GOAL OF THE EXERCISE - Please copy each line of the listing that includes the string "started".

DATA TO PROCESS -
// Copyright 2021 System76 <info@system76.com>
// SPDX-License-Identifier: LGPL-3.0-only

use crate::block_types::*;
use crate::config::StorageConfig;
use crate::context::StorageContext;
use crate::dmraid::{self, DmRaidSet};
use crate::errors::{OperationError, Result};
use crate::interface::{Interface, MessageKind};
use crate::os_probe::{self, ExistingRoot};
use crate::raid::{self, ArrayInfo};
use crate::requests::{
    DiskLayout, Partitions, ProbedArray, ProbedLogicalVolume, ProbedPartition, ProbedVolumeGroup,
    SanityEnv,
};
use crate::table::DiskTable;
use crate::udev::UDev;
use crate::{alloc, luks, lvm, ACellOwner};
use secstr::SecStr;
use std::collections::{BTreeMap, BTreeSet};
use std::ffi::OsStr;
use std::path::Path;
use std::time::Duration;

const LUKS_SIGNATURE: &str = "crypto_LUKS";

/// How many rescans to wait for a freshly unlocked device map to appear.
const SETTLE_ATTEMPTS: u32 = 10;

#[derive(Clone, Debug, PartialEq, Eq, Serialize, Deserialize)]
pub struct EncryptedDevice {
    pub device: String,
    pub uuid: String,
    /// The device map it is unlocked as.
    pub mapped: Option<String>,
}

/// Everything that must be torn down to close an encrypted device.
#[derive(Debug, Default, PartialEq, Eq)]
pub struct LockPlan {
    pub volume_groups: Vec<String>,
    /// `DM_NAME`s to close, innermost first.
    pub mappings: Vec<String>,
}

/// The disks of the system and their partition tables.
#[derive(Default)]
pub struct DiskSet {
    pub inventory: BlockInventory,
    tables: BTreeMap<String, DiskTable>,
    multipath: Vec<String>,
    dmraid: Vec<DmRaidSet>,
    arrays: Vec<ArrayInfo>,
    started: bool,
}

impl DiskSet {
    pub fn new() -> Self {
        Self::default()
    }

    /// Reload block device information from the system.
    pub fn reload(&mut self, udev: &mut UDev, t: &mut ACellOwner) -> Result<()> {
        udev.scan(&mut self.inventory, t)
    }

    /// Activates multipath and firmware RAID before assembling software RAID on
    /// top of them, then activates every volume group.
    pub fn start_all(&mut self, ctx: &StorageContext) -> Result<()> {
        if self.started {
            return Ok(());
        }

        self.multipath = dmraid::start_multipath(ctx)?;
        self.dmraid = dmraid::start_all(ctx)?;
        self.arrays = raid::start_all(ctx)?;

        if let Err(why) = lvm::vg_activate_all(ctx) {
            tracing::warn!("failed to activate volume groups: {}", why);
        }

        self.started = true;
        Ok(())
    }

    /// Tears down what `start_all` created, in the reverse order.
    pub fn stop_all(&mut self, ctx: &StorageContext) -> Result<()> {
        if !self.started {
            return Ok(());
        }

        if let Err(why) = lvm::vg_deactivate_all(ctx) {
            tracing::warn!("failed to deactivate volume groups: {}", why);
        }

        // Anything left running stays recorded, so a retry resumes from it.
        raid::stop_all(ctx, &mut self.arrays)?;

        dmraid::stop_all(ctx, &self.dmraid)?;
        self.dmraid.clear();

        dmraid::stop_multipath(ctx, &self.multipath)?;
        self.multipath.clear();

        self.started = false;
        Ok(())
    }

    /// Disks which may be partitioned, by device path.
    pub fn drive_list(&self, config: &StorageConfig, t: &ACellOwner) -> Vec<String> {
        self.inventory
            .disks(t)
            .filter(|disk| !disk.read_only)
            .filter(|disk| !is_protected(config, disk.device.short_name()))
            .map(|disk| disk.device.name.clone())
            .collect()
    }

    /// Opens the partition table of every drive which has not been opened yet.
    ///
    /// A drive whose label cannot be read is only relabelled once the user agrees,
    /// or when running unattended with every drive to be initialized.
    pub fn open_devices(&mut self, ctx: &StorageContext, intf: &dyn Interface, t: &ACellOwner) -> Result<()> {
        for drive in self.drive_list(&ctx.config, t) {
            let path = Path::new(&drive);
            let name = drive_name(&drive);

            if self.tables.contains_key(name) {
                continue;
            }

            let table = match DiskTable::open(path) {
                Ok(table) => table,
                Err(OperationError::Table { why, .. }) => {
                    tracing::warn!("{}: {}", drive, why);
                    if !should_initialize(&ctx.config, intf, name) {
                        tracing::info!("leaving {} untouched", drive);
                        continue;
                    }

                    DiskTable::initialize(path, ctx.platform.default_table())?
                }
                Err(why) => {
                    tracing::warn!("unable to open {}: {}", drive, why);
                    continue;
                }
            };

            self.tables.insert(name.to_owned(), table);
        }

        Ok(())
    }

    /// Forgets every open table, discarding uncommitted edits.
    pub fn close_devices(&mut self) {
        self.tables.clear();
    }

    pub fn tables(&self) -> &BTreeMap<String, DiskTable> {
        &self.tables
    }

    pub fn tables_mut(&mut self) -> &mut BTreeMap<String, DiskTable> {
        &mut self.tables
    }

    pub fn table(&self, drive: &str) -> Option<&DiskTable> {
        self.tables.get(drive_name(drive))
    }

    /// Places new partition requests onto the open tables and flags the boot
    /// partition. Nothing is written until `commit`.
    pub fn allocate(&mut self, ctx: &StorageContext, partitions: &mut Partitions) -> Result<()> {
        alloc::allocate(partitions, &mut self.tables, &ctx.registry)?;
        alloc::mark_bootable(partitions, &mut self.tables, &ctx.platform)
    }

    /// Writes every modified table to its disk.
    pub fn commit(&mut self, ctx: &StorageContext) -> Result<()> {
        for table in self.tables.values_mut().filter(|table| table.is_dirty()) {
            table.commit(ctx)?;
        }

        Ok(())
    }

    /// The facts about this system which the layout is validated against.
    pub fn sanity_env<'a>(&self, ctx: &'a StorageContext) -> SanityEnv<'a> {
        SanityEnv {
            registry: &ctx.registry,
            platform: ctx.platform,
            memory_mb: ctx.memory_mb(),
            disk_labels: self.tables.iter().map(|(name, table)| (name.clone(), table.kind)).collect(),
        }
    }

    /// Filesystem labels already present on the system.
    pub fn labels(&self, t: &ACellOwner) -> Vec<String> {
        let labels: BTreeSet<String> = self
            .inventory
            .blocks
            .values()
            .filter_map(|block| block.info(t).fs.as_ref()?.label.clone())
            .filter(|label| !label.is_empty())
            .collect();

        labels.into_iter().collect()
    }

    /// Describes the partitions of the open tables, with the arrays and volumes
    /// built on top of them.
    pub fn layout(&self, ctx: &StorageContext, t: &ACellOwner) -> Result<DiskLayout> {
        let mut layout = DiskLayout::default();

        for (drive, table) in &self.tables {
            for entry in table.entries() {
                let name = table.partition_name(entry.number);
                let fs = self.inventory.get(&name).and_then(|block| block.info(t).fs.clone());

                layout.partitions.push(ProbedPartition {
                    protected: is_protected(&ctx.config, &name) || is_protected(&ctx.config, drive),
                    drive: drive.clone(),
                    number: entry.number,
                    start: entry.start,
                    end: entry.end,
                    size_mb: table.size_mb(entry.sectors()),
                    signature: fs.as_ref().map(|fs| fs.kind.clone()),
                    label: fs.and_then(|fs| fs.label),
                    primary: true,
                    name,
                });
            }
        }

        for array in self.inventory.arrays(t) {
            let (minor, level) = match (raid::md_minor(Path::new(&array.device.name)), array.level) {
                (Some(minor), Some(level)) => (minor, level),
                _ => {
                    tracing::debug!("{}: skipping array of unknown minor or level", array.device.name);
                    continue;
                }
            };

            layout.arrays.push(ProbedArray {
                minor,
                level,
                members: array.members.iter().map(|member| short_name(member).to_owned()).collect(),
                signature: array.device.fs.as_ref().map(|fs| fs.kind.clone()),
            });
        }

        let pvs = lvm::pv_list(ctx)?;
        for group in lvm::vg_list(ctx)? {
            layout.volume_groups.push(ProbedVolumeGroup {
                pvs: pvs
                    .iter()
                    .filter(|pv| pv.vg.as_deref() == Some(group.name.as_str()))
                    .map(|pv| short_name(&pv.device.to_string_lossy()).to_owned())
                    .collect(),
                name: group.name,
                pe_kb: group.pe_kb,
            });
        }

        for volume in lvm::lv_list(ctx)? {
            let fs = self
                .inventory
                .maps(t)
                .find(|map| {
                    map.vg_name.as_deref() == Some(volume.vg.as_str())
                        && map.lv_name.as_deref() == Some(volume.name.as_str())
                })
                .and_then(|map| map.device.fs.clone());

            layout.logical_volumes.push(ProbedLogicalVolume {
                size_mb: volume.size_kb / 1024,
                signature: fs.as_ref().map(|fs| fs.kind.clone()),
                label: fs.and_then(|fs| fs.label),
                vg: volume.vg,
                name: volume.name,
            });
        }

        Ok(layout)
    }

    /// Every LUKS device on the system, and where it is mapped if unlocked.
    pub fn encrypted_devices(&self, t: &ACellOwner) -> Vec<EncryptedDevice> {
        self.inventory
            .blocks
            .iter()
            .filter_map(|(devname, block)| {
                let device = block.info(t);
                let fs = device.fs.as_ref().filter(|fs| fs.kind == LUKS_SIGNATURE)?;

                Some(EncryptedDevice {
                    device: devname.clone(),
                    uuid: fs.uuid.clone(),
                    mapped: device.children.first().cloned(),
                })
            })
            .collect()
    }

    /// Filesystems which may hold an installed system.
    pub fn root_candidates(&self, ctx: &StorageContext, t: &ACellOwner) -> Vec<(String, String)> {
        self.inventory
            .blocks
            .iter()
            .filter(|(_, block)| !matches!(block, BlockNode::Disk(_)))
            .filter_map(|(devname, block)| {
                let device = block.info(t);
                let fs = device.fs.as_ref()?;
                let kind = ctx.registry.kind_for_signature(&fs.kind)?;

                let eligible = kind.linux_native()
                    && kind.is_mounted_kind()
                    && !kind.is_swap()
                    && device.children.is_empty()
                    && !is_protected(&ctx.config, device.short_name());

                if eligible {
                    Some((devname.clone(), kind.fstab_type().to_owned()))
                } else {
                    None
                }
            })
            .collect()
    }

    /// Mounts each candidate read-only and reports those carrying a release marker.
    pub fn find_existing_root_partitions(&self, ctx: &StorageContext, t: &ACellOwner) -> Vec<ExistingRoot> {
        self.root_candidates(ctx, t)
            .into_iter()
            .filter_map(|(device, fstype)| match os_probe::probe(ctx, &device, &fstype) {
                Ok(found) => found,
                Err(why) => {
                    tracing::debug!("{}: not probed: {}", device, why);
                    None
                }
            })
            .collect()
    }

    /// Unlock a LUKS partition, and activate its volumes.
    pub fn luks_unlock(
        &mut self,
        ctx: &StorageContext,
        device: &str,
        dm_name: &str,
        key: &SecStr,
        udev: &mut UDev,
        t: &mut ACellOwner,
    ) -> Result<()> {
        if self.inventory.get(device).is_none() {
            return Err(OperationError::UnknownDevice(device.to_owned()));
        }

        luks::open(ctx, Path::new(device), dm_name, key)?;

        // Volume groups may have been on this partition.
        if let Err(why) = lvm::vg_activate_all(ctx) {
            tracing::warn!("failed to activate volume groups on {}: {}", dm_name, why);
        }

        for _ in 0..SETTLE_ATTEMPTS {
            self.reload(udev, t)?;
            if self.inventory.map_by_dm_name(dm_name, t).is_some() {
                return Ok(());
            }

            std::thread::sleep(Duration::from_secs(1));
        }

        Err(OperationError::NotMaterialized {
            device: luks::mapper_path(dm_name).display().to_string(),
        })
    }

    /// What must be deactivated, and in which order, to close `device`.
    pub fn lock_plan(&self, device: &str, t: &ACellOwner) -> Result<LockPlan> {
        if self.inventory.get(device).is_none() {
            return Err(OperationError::UnknownDevice(device.to_owned()));
        }

        let mut plan = LockPlan::default();

        for child in self.inventory.descendants(device, t) {
            let map = match self.inventory.get(&child) {
                Some(BlockNode::DeviceMap(map)) => map.ro(t),
                _ => continue,
            };

            match map.vg_name.as_ref() {
                Some(vg) if !plan.volume_groups.contains(vg) => plan.volume_groups.push(vg.clone()),
                Some(_) => (),
                None => plan.mappings.push(map.name.clone()),
            }
        }

        plan.mappings.reverse();
        Ok(plan)
    }

    /// Close a LUKS partition, deactivating its volumes first.
    pub fn luks_lock(
        &mut self,
        ctx: &StorageContext,
        device: &str,
        udev: &mut UDev,
        t: &mut ACellOwner,
    ) -> Result<()> {
        let plan = self.lock_plan(device, t)?;

        for vg in &plan.volume_groups {
            lvm::vg_deactivate(ctx, vg)?;
        }

        for name in &plan.mappings {
            luks::close(ctx, name)?;
        }

        self.reload(udev, t)
    }
}

fn short_name(device: &str) -> &str {
    device.trim_start_matches("/dev/")
}

/// Tables are keyed by the kernel name of their disk.
fn drive_name(device: &str) -> &str {
    Path::new(device).file_name().and_then(OsStr::to_str).unwrap_or(device)
}

fn is_protected(config: &StorageConfig, name: &str) -> bool {
    config.protected.iter().any(|protected| short_name(protected) == name)
}

/// Whether a drive with an unreadable label may be given a new one.
fn should_initialize(config: &StorageConfig, intf: &dyn Interface, drive: &str) -> bool {
    if !config.interactive {
        return config.initialize_all;
    }

    intf.message_window(
        "Warning",
        &format!(
            "The partition table on device {} was unreadable. To create new partitions \
             it must be initialized, causing the loss of ALL DATA on this drive.\n\n\
             Would you like to initialize this drive, erasing ALL DATA?",
            drive
        ),
        MessageKind::YesNo,
    )
}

RESPONSE -
    started: bool,
        if self.started {
        self.started = true;
        if !self.started {
        self.started = false;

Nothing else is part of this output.